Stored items
>>

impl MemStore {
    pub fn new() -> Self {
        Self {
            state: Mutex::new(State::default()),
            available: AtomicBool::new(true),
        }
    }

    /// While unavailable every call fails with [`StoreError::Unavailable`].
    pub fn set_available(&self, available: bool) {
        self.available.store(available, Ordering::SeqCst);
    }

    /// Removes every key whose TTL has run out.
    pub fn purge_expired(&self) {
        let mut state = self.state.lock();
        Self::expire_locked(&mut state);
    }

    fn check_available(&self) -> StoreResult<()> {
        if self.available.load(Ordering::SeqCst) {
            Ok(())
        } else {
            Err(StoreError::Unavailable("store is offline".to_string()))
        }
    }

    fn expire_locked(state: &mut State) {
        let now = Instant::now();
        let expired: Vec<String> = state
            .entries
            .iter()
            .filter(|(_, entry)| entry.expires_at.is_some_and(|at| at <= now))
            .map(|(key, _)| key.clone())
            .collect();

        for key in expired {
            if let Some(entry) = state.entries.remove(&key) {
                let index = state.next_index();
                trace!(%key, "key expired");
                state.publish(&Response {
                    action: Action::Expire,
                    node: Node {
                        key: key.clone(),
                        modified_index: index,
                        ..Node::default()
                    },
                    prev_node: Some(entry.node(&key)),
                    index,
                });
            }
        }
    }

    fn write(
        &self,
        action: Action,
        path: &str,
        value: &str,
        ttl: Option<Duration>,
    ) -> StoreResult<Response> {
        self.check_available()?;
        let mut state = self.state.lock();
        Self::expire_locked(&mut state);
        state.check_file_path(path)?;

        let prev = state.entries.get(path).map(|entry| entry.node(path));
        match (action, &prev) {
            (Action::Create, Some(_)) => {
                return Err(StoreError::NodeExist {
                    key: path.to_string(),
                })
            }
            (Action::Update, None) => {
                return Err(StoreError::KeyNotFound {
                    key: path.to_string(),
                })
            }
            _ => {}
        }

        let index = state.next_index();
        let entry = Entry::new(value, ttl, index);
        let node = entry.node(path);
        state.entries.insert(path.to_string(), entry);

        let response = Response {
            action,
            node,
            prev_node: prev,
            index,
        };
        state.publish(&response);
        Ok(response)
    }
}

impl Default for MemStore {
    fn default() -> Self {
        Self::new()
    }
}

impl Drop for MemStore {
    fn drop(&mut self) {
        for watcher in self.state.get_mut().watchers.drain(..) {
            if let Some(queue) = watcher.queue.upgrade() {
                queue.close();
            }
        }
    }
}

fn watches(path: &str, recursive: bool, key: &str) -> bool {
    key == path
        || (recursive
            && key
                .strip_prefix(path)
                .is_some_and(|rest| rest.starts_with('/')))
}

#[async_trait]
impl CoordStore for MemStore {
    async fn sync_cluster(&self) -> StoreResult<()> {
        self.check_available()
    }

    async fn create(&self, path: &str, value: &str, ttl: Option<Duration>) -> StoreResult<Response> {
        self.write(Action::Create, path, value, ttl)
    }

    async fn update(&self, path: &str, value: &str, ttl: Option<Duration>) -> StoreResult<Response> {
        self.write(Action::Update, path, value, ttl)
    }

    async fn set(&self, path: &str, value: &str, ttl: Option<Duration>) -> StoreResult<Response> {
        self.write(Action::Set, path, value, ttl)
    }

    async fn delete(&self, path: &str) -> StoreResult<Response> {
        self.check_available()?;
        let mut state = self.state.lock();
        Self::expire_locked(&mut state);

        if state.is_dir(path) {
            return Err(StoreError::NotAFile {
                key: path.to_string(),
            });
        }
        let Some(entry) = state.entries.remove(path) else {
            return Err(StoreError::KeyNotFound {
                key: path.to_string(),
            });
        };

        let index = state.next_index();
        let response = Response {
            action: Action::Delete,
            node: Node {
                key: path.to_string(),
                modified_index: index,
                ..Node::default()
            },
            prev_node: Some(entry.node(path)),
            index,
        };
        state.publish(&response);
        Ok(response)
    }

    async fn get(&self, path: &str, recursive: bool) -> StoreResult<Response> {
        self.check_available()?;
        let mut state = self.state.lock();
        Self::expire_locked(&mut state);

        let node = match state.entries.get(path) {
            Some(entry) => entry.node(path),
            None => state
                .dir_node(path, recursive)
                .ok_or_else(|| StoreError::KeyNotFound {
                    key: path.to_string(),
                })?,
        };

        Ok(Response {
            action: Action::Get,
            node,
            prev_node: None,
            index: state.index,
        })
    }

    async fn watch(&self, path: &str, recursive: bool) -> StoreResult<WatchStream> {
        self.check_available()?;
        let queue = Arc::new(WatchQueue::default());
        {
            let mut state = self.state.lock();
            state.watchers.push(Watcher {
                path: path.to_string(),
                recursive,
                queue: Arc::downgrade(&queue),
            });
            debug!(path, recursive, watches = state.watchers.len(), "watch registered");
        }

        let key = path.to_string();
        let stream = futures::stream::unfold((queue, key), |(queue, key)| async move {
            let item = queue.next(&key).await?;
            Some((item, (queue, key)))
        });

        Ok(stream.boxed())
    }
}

<<

_Required work_
Write out every record, exactly as written.

_Solution_
impl MemStore {
    pub fn new() -> Self {
        Self {
            state: Mutex::new(State::default()),
            available: AtomicBool::new(true),
        }
    }

    /// While unavailable every call fails with [`StoreError::Unavailable`].
    pub fn set_available(&self, available: bool) {
        self.available.store(available, Ordering::SeqCst);
    }

    /// Removes every key whose TTL has run out.
    pub fn purge_expired(&self) {
        let mut state = self.state.lock();
        Self::expire_locked(&mut state);
    }

    fn check_available(&self) -> StoreResult<()> {
        if self.available.load(Ordering::SeqCst) {
            Ok(())
        } else {
            Err(StoreError::Unavailable("store is offline".to_string()))
        }
    }

    fn expire_locked(state: &mut State) {
        let now = Instant::now();
        let expired: Vec<String> = state
            .entries
            .iter()
            .filter(|(_, entry)| entry.expires_at.is_some_and(|at| at <= now))
            .map(|(key, _)| key.clone())
            .collect();

        for key in expired {
            if let Some(entry) = state.entries.remove(&key) {
                let index = state.next_index();
                trace!(%key, "key expired");
                state.publish(&Response {
                    action: Action::Expire,
                    node: Node {
                        key: key.clone(),
                        modified_index: index,
                        ..Node::default()
                    },
                    prev_node: Some(entry.node(&key)),
                    index,
                });
            }
        }
    }

    fn write(
        &self,
        action: Action,
        path: &str,
        value: &str,
        ttl: Option<Duration>,
    ) -> StoreResult<Response> {
        self.check_available()?;
        let mut state = self.state.lock();
        Self::expire_locked(&mut state);
        state.check_file_path(path)?;

        let prev = state.entries.get(path).map(|entry| entry.node(path));
        match (action, &prev) {
            (Action::Create, Some(_)) => {
                return Err(StoreError::NodeExist {
                    key: path.to_string(),
                })
            }
            (Action::Update, None) => {
                return Err(StoreError::KeyNotFound {
                    key: path.to_string(),
                })
            }
            _ => {}
        }

        let index = state.next_index();
        let entry = Entry::new(value, ttl, index);
        let node = entry.node(path);
        state.entries.insert(path.to_string(), entry);

        let response = Response {
            action,
            node,
            prev_node: prev,
            index,
        };
        state.publish(&response);
        Ok(response)
    }
}

impl Default for MemStore {
    fn default() -> Self {
        Self::new()
    }
}

impl Drop for MemStore {
    fn drop(&mut self) {
        for watcher in self.state.get_mut().watchers.drain(..) {
            if let Some(queue) = watcher.queue.upgrade() {
                queue.close();
            }
        }
    }
}

fn watches(path: &str, recursive: bool, key: &str) -> bool {
    key == path
        || (recursive
            && key
                .strip_prefix(path)
                .is_some_and(|rest| rest.starts_with('/')))
}

#[async_trait]
impl CoordStore for MemStore {
    async fn sync_cluster(&self) -> StoreResult<()> {
        self.check_available()
    }

    async fn create(&self, path: &str, value: &str, ttl: Option<Duration>) -> StoreResult<Response> {
        self.write(Action::Create, path, value, ttl)
    }

    async fn update(&self, path: &str, value: &str, ttl: Option<Duration>) -> StoreResult<Response> {
        self.write(Action::Update, path, value, ttl)
    }

    async fn set(&self, path: &str, value: &str, ttl: Option<Duration>) -> StoreResult<Response> {
        self.write(Action::Set, path, value, ttl)
    }

    async fn delete(&self, path: &str) -> StoreResult<Response> {
        self.check_available()?;
        let mut state = self.state.lock();
        Self::expire_locked(&mut state);

        if state.is_dir(path) {
            return Err(StoreError::NotAFile {
                key: path.to_string(),
            });
        }
        let Some(entry) = state.entries.remove(path) else {
            return Err(StoreError::KeyNotFound {
                key: path.to_string(),
            });
        };

        let index = state.next_index();
        let response = Response {
            action: Action::Delete,
            node: Node {
                key: path.to_string(),
                modified_index: index,
                ..Node::default()
            },
            prev_node: Some(entry.node(path)),
            index,
        };
        state.publish(&response);
        Ok(response)
    }

    async fn get(&self, path: &str, recursive: bool) -> StoreResult<Response> {
        self.check_available()?;
        let mut state = self.state.lock();
        Self::expire_locked(&mut state);

        let node = match state.entries.get(path) {
            Some(entry) => entry.node(path),
            None => state
                .dir_node(path, recursive)
                .ok_or_else(|| StoreError::KeyNotFound {
                    key: path.to_string(),
                })?,
        };

        Ok(Response {
            action: Action::Get,
            node,
            prev_node: None,
            index: state.index,
        })
    }

    async fn watch(&self, path: &str, recursive: bool) -> StoreResult<WatchStream> {
        self.check_available()?;
        let queue = Arc::new(WatchQueue::default());
        {
            let mut state = self.state.lock();
            state.watchers.push(Watcher {
                path: path.to_string(),
                recursive,
                queue: Arc::downgrade(&queue),
            });
            debug!(path, recursive, watches = state.watchers.len(), "watch registered");
        }

        let key = path.to_string();
        let stream = futures::stream::unfold((queue, key), |(queue, key)| async move {
            let item = queue.next(&key).await?;
            Some((item, (queue, key)))
        });

        Ok(stream.boxed())
    }
}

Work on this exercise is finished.